Mr Walker highlighted the recovery of Scotch exports in the US and Canada. And closer to home the distiller, who across four decades in the industry has worked for companies such as Ballantine’s, Burn Stewart Distillers and Inver House Distillers, said “Europe has never faltered”.

While he acknowledged that the movement of goods between the UK and Europe may be subject to a trade tariff after Brexit, he said this is likely to be offset by the dramatic plunge in the pound seen since the vote to leave the bloc. “Unless the pound suddenly becomes an amazingly attractive currency, right now the value of the pound is significantly less than it was 18 months, so the market could take anything,” he said. “The issue would be the movement of goods, how effectively you can manage it.” He also believes that the two biggest economies in the EU outside the UK, France and Germany, have a strong interest in ensuring a mutually-beneficial trade deal is struck.

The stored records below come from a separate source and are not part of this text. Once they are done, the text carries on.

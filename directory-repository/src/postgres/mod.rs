//! PostgreSQL implementation of the directory repository.
//!
//! ## Database Tables
//!
//! - `categories`: taxonomy entries keyed by slug
//! - `listings`: business listings keyed by slug
//! - `listing_categories`: listing ↔ category join
//! - `leads`: append-only lead submissions
mod lead_repository;
mod listing_repository;

pub use lead_repository::PostgresLeadRepository;
pub use listing_repository::PostgresListingRepository;

use crate::errors::RepositoryError;

/// Embedded schema migrations.
pub static MIGRATOR: sqlx::migrate::Migrator = sqlx::migrate!("src/postgres/migrations");

/// Applies any pending migrations.
pub async fn run_migrations(pool: &sqlx::PgPool) -> Result<(), RepositoryError> {
    MIGRATOR.run(pool).await?;
    Ok(())
}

Mr Walker, meanwhile, agrees with the position taken by SWA that minimum alcohol pricing in the UK will make it harder for the industry to argue against trade barriers elsewhere, saying it “sends a particularly bad signal to other markets”.

He said: “The Scotch Whisky Association were always principled in that regard. I don’t think it was just defending their own position. There were other ways of managing this – they could have changed the duty and in the process they wouldn’t have been filling the coffers of the retailers, they would have been putting money into the system.”